TASK DIRECTIONS
Each line below with the word "downgrade" needs to be copied.

DATASET ENTRIES
○ ○ ○ ○ ○

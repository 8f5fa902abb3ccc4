//! Route fade transition coordinator

use std::cell::{Cell, RefCell};
use std::rc::{Rc, Weak};

use gw_hal::{Hal, HalError, SubscriptionId, TimerHandle};
use gw_motion::{
    RouteTransition, RouteTransitionState, ROUTE_ENTER_DEBOUNCE_MS, ROUTE_ENTER_DURATION_MS,
};

use crate::{Lifecycle, Notifier};

struct RouteShared {
    machine: RefCell<RouteTransition>,
    timer: Cell<Option<TimerHandle>>,
    mounted: Cell<bool>,
    on_change: Notifier<RouteTransitionState>,
}

impl RouteShared {
    fn notify(&self) {
        let state = self.machine.borrow().state().cloned();
        if let Some(state) = state {
            self.on_change.notify(&state);
        }
    }
}

/// Step of the route machine a timer completes
#[derive(Clone, Copy)]
enum Step {
    Enter,
    Settle,
}

/// Fades the routed subtree in on every path change
///
/// A new path shows the exit style at once, switches to the enter style after
/// a short debounce and settles once the fade has run. A newer path cancels
/// the pending timer; the machine's generation check rejects anything stale.
pub struct RouteTransitionCoordinator<H: Hal> {
    hal: Rc<H>,
    shared: Rc<RouteShared>,
    subscription: Option<SubscriptionId>,
}

fn clear_timer<H: Hal>(hal: &H, shared: &RouteShared) {
    if let Some(handle) = shared.timer.take() {
        hal.clear_timeout(handle);
    }
}

fn complete(shared: &RouteShared, step: Step, generation: u64) -> bool {
    let mut machine = shared.machine.borrow_mut();
    match step {
        Step::Enter => machine.enter(generation),
        Step::Settle => machine.settle(generation),
    }
}

fn schedule<H: Hal>(hal: &Rc<H>, shared: &Rc<RouteShared>, step: Step, generation: u64) {
    let delay_ms = match step {
        Step::Enter => ROUTE_ENTER_DEBOUNCE_MS,
        Step::Settle => ROUTE_ENTER_DURATION_MS,
    };
    let weak_hal: Weak<H> = Rc::downgrade(hal);
    let weak = Rc::downgrade(shared);
    let callback = Box::new(move || {
        let (Some(hal), Some(shared)) = (weak_hal.upgrade(), weak.upgrade()) else {
            return;
        };
        shared.timer.set(None);
        if !complete(&shared, step, generation) {
            return;
        }
        shared.notify();
        if let Step::Enter = step {
            schedule(&hal, &shared, Step::Settle, generation);
        }
    });
    match hal.set_timeout(delay_ms, callback) {
        Ok(handle) => shared.timer.set(Some(handle)),
        Err(e) => {
            hal.debug_write(&format!(
                "[route] Timer failed ({:?}), showing route immediately",
                e
            ));
            let entered = matches!(step, Step::Enter) && complete(shared, Step::Enter, generation);
            let settled = complete(shared, Step::Settle, generation);
            if entered || settled {
                shared.notify();
            }
        }
    }
}

/// Continue the transition the machine is in
fn resume<H: Hal>(hal: &Rc<H>, shared: &Rc<RouteShared>) {
    let (step, generation) = {
        let machine = shared.machine.borrow();
        match machine.state() {
            Some(RouteTransitionState::Exiting { .. }) => (Step::Enter, machine.generation()),
            Some(RouteTransitionState::Entering { .. }) => (Step::Settle, machine.generation()),
            _ => return,
        }
    };
    schedule(hal, shared, step, generation);
}

fn navigate<H: Hal>(hal: &Rc<H>, shared: &Rc<RouteShared>, path: &str) {
    let generation = shared.machine.borrow_mut().navigate(path);
    let Some(generation) = generation else {
        return;
    };
    clear_timer(&**hal, shared);
    shared.notify();
    if shared.mounted.get() {
        schedule(hal, shared, Step::Enter, generation);
    }
}

impl<H: Hal> RouteTransitionCoordinator<H> {
    pub fn new(hal: Rc<H>) -> Self {
        Self {
            hal,
            shared: Rc::new(RouteShared {
                machine: RefCell::new(RouteTransition::new()),
                timer: Cell::new(None),
                mounted: Cell::new(false),
                on_change: Notifier::new(),
            }),
            subscription: None,
        }
    }

    /// Current transition state (`None` before the first path)
    pub fn state(&self) -> Option<RouteTransitionState> {
        self.shared.machine.borrow().state().cloned()
    }

    pub fn opacity(&self) -> f32 {
        self.shared.machine.borrow().opacity()
    }

    /// Called with the new state on every transition step
    pub fn on_change(&self, listener: impl Fn(&RouteTransitionState) + 'static) {
        self.shared.on_change.set(listener);
    }

    /// Announce the current route path
    ///
    /// Used by routing shells the host cannot observe. Announcing the
    /// current path again does nothing.
    pub fn set_path(&self, path: &str) {
        navigate(&self.hal, &self.shared, path);
    }
}

impl<H: Hal> Lifecycle for RouteTransitionCoordinator<H> {
    fn mount(&mut self) {
        if self.shared.mounted.replace(true) {
            return;
        }

        let before = self.shared.machine.borrow().generation();
        match self.hal.current_path() {
            Ok(path) => navigate(&self.hal, &self.shared, &path),
            Err(e) => self
                .hal
                .debug_write(&format!("[route] Current path unavailable: {:?}", e)),
        }
        if self.shared.machine.borrow().generation() == before {
            resume(&self.hal, &self.shared);
        }

        let weak_hal: Weak<H> = Rc::downgrade(&self.hal);
        let weak = Rc::downgrade(&self.shared);
        let listener = Rc::new(move |path: String| {
            if let (Some(hal), Some(shared)) = (weak_hal.upgrade(), weak.upgrade()) {
                navigate(&hal, &shared, &path);
            }
        });
        match self.hal.watch_route(listener) {
            Ok(id) => self.subscription = Some(id),
            Err(HalError::NotSupported) => self
                .hal
                .debug_write("[route] Route changes not observable, waiting for set_path"),
            Err(e) => self
                .hal
                .debug_write(&format!("[route] Failed to watch route: {:?}", e)),
        }
    }

    fn unmount(&mut self) {
        if let Some(id) = self.subscription.take() {
            self.hal.unsubscribe(id);
        }
        clear_timer(&*self.hal, &self.shared);
        self.shared.mounted.set(false);
    }

    fn is_mounted(&self) -> bool {
        self.shared.mounted.get()
    }
}

impl<H: Hal> Drop for RouteTransitionCoordinator<H> {
    fn drop(&mut self) {
        self.unmount();
    }
}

○ ○ ○ ○ ○

RESPONSE FOR THIS EXERCISE
    let weak_hal: Weak<H> = Rc::downgrade(hal);
    let weak = Rc::downgrade(shared);
        let weak_hal: Weak<H> = Rc::downgrade(&self.hal);
        let weak = Rc::downgrade(&self.shared);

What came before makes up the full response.